Now how this relates to training:
A normal practicioner might be sitting at home, seeing the sunshine outside, and decide "I'll go train!" So our friend ventures outside, combines technical training with conditioning and comes home after two hours training, tired but at the same time refreshed. He then procedes to take a shower and is done after 2:10. He can do whatever he wants after this.
Now let's take a look at my training:
I am sitting at home, seeing the sunshine outside, and think "I might go training, but it'll itch all the time, the sweat will make skin swollen, I'll scratch it and it'll worsen my condition. Maybe it'll still relieve my mind off of it a little. Don't even wanna think about the shower afterwards...", so I also go outside and do similar training. All the while trying to focus and forget about the constant itchyness, the scratching and also finish after two hours. Then I go home, still itching, sweating, swollen and scratching and hop under the shower. The shower takes ten minutes, but after that comes careful patting of the wet skin to not rip the soft skin apart, which has been soaked by sweat and water. After that comes an ordeal of applying lotion to my whole body for about one hour. All the time exercising ridiculous self-control to not scratch the irritated skin, which had to withstand a lot in the last 3 hours.
After all this I am grateful to have trained, but I could not stand this every day.
So what I do at the moment is training one to two times a week, and staying outside real long, devoting the whole day to training and movement, and the required hygienical ordeal afterwards. This however results in me always having 2-3 days DOMS after training and very little progress in terms of strength. I am however confident and still like training (otherwise I would've quit, but we all know one cannot just stop moving).

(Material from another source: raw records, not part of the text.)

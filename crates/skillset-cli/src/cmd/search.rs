use crate::output::{print_json, print_table};
use skillset_core::catalog::Catalog;

pub fn run(query: &str, json: bool) -> anyhow::Result<()> {
    let hits = Catalog::builtin().search(query);

    if json {
        print_json(&hits)?;
        return Ok(());
    }

    if hits.is_empty() {
        println!("No skills matching '{query}'");
        return Ok(());
    }

    let rows: Vec<Vec<String>> = hits
        .iter()
        .map(|s| vec![s.id.clone(), s.domain.clone(), s.name.clone()])
        .collect();
    print_table(&["ID", "DOMAIN", "NAME"], rows);
    Ok(())
}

So coming to the être et durer. To be and to last...
What if training is destroying you? Any kind of physical activity is bad for my skin. It is good for my mind, because I need movement and I need to grant my body the satiation of this instinct deep inside of me. However, I sit at home NOT going training, because I don't feel like doing all the itchy stuff. I don't consider it to be worth the effort.

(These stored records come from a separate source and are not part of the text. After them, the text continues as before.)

use crate::error::{Result, SkillsetError};
use crate::paths::validate_skill_id;
use crate::types::format_skill_name;
use serde::{Deserialize, Serialize};
use std::collections::HashMap;
use std::sync::OnceLock;

// ---------------------------------------------------------------------------
// DomainDef / SkillInfo
// ---------------------------------------------------------------------------

/// A topical grouping of skills.
#[derive(Debug, Clone, Serialize, Deserialize)]
pub struct DomainDef {
    pub id: String,
    pub name: String,
    pub icon: String,
    pub description: String,
    pub skills: Vec<String>,
}

impl DomainDef {
    pub fn skill_count(&self) -> usize {
        self.skills.len()
    }
}

/// A catalog skill flattened out of its domain, with a display name.
#[derive(Debug, Clone, Serialize)]
pub struct SkillInfo {
    pub id: String,
    pub name: String,
    pub domain: String,
}

// ---------------------------------------------------------------------------
// Catalog
// ---------------------------------------------------------------------------

#[derive(Debug, Deserialize)]
struct CatalogFile {
    domains: Vec<DomainDef>,
}

/// The skill library: an ordered list of domains, each with an ordered skill
/// roster. Loaded once from the bundled table; immutable afterwards.
#[derive(Debug, Clone)]
pub struct Catalog {
    domains: Vec<DomainDef>,
    skill_domains: HashMap<String, usize>,
}

static BUILTIN: OnceLock<Catalog> = OnceLock::new();

const BUILTIN_CATALOG: &str = include_str!("data/catalog.yaml");

impl Catalog {
    pub fn builtin() -> &'static Catalog {
        BUILTIN
            .get_or_init(|| Self::from_yaml(BUILTIN_CATALOG).expect("bundled catalog is valid"))
    }

    pub fn from_yaml(yaml: &str) -> Result<Self> {
        let file: CatalogFile = serde_yaml::from_str(yaml)?;
        Self::from_domains(file.domains)
    }

    /// Validate and index the domain list. A skill may belong to exactly one
    /// domain; duplicate or malformed ids fail construction.
    pub fn from_domains(domains: Vec<DomainDef>) -> Result<Self> {
        let mut skill_domains = HashMap::new();
        for (i, domain) in domains.iter().enumerate() {
            validate_skill_id(&domain.id)?;
            for skill in &domain.skills {
                validate_skill_id(skill)?;
                if skill_domains.insert(skill.clone(), i).is_some() {
                    return Err(SkillsetError::DuplicateSkillId(skill.clone()));
                }
            }
        }
        Ok(Catalog {
            domains,
            skill_domains,
        })
    }

    pub fn domains(&self) -> &[DomainDef] {
        &self.domains
    }

    pub fn domain(&self, id: &str) -> Option<&DomainDef> {
        self.domains.iter().find(|d| d.id == id)
    }

    /// Resolve a domain id, erroring with the offending id when unknown.
    pub fn require_domain(&self, id: &str) -> Result<&DomainDef> {
        self.domain(id)
            .ok_or_else(|| SkillsetError::UnknownDomain(id.to_string()))
    }

    pub fn contains_skill(&self, skill_id: &str) -> bool {
        self.skill_domains.contains_key(skill_id)
    }

    pub fn skill(&self, skill_id: &str) -> Option<SkillInfo> {
        let &i = self.skill_domains.get(skill_id)?;
        Some(SkillInfo {
            id: skill_id.to_string(),
            name: format_skill_name(skill_id),
            domain: self.domains[i].id.clone(),
        })
    }

    pub fn require_skill(&self, skill_id: &str) -> Result<SkillInfo> {
        self.skill(skill_id)
            .ok_or_else(|| SkillsetError::UnknownSkill(skill_id.to_string()))
    }

    /// All skills across all domains, in catalog order.
    pub fn all_skills(&self) -> Vec<SkillInfo> {
        self.domains
            .iter()
            .flat_map(|d| {
                d.skills.iter().map(|id| SkillInfo {
                    id: id.clone(),
                    name: format_skill_name(id),
                    domain: d.id.clone(),
                })
            })
            .collect()
    }

    pub fn skill_count(&self) -> usize {
        self.skill_domains.len()
    }

    /// Case-insensitive substring search over skill ids and display names.
    pub fn search(&self, query: &str) -> Vec<SkillInfo> {
        let needle = query.to_lowercase();
        self.all_skills()
            .into_iter()
            .filter(|s| {
                s.id.contains(&needle) || s.name.to_lowercase().contains(&needle)
            })
            .collect()
    }
}

// ---------------------------------------------------------------------------
// Tests
// ---------------------------------------------------------------------------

I had a chat with Yves about similar things, and we both agreed that Parkour-training should move you out of the "comfort-zone", but the problem is, that the "out-of-comfort-zone" for me starts when I start sweating.
What are your thoughts about this? What is être et durer in my case? Training, not training? Is there training without sweating? Dietary recommendations? Similar experiences? Please share all of them.
ps: Please keep in mind: I have tried various therapies for getting rid of it (scientifically backed medicine, alternative therapies, acupuncture and all other kind of funky stuff). There is, so far, no ultimate cure for this disease.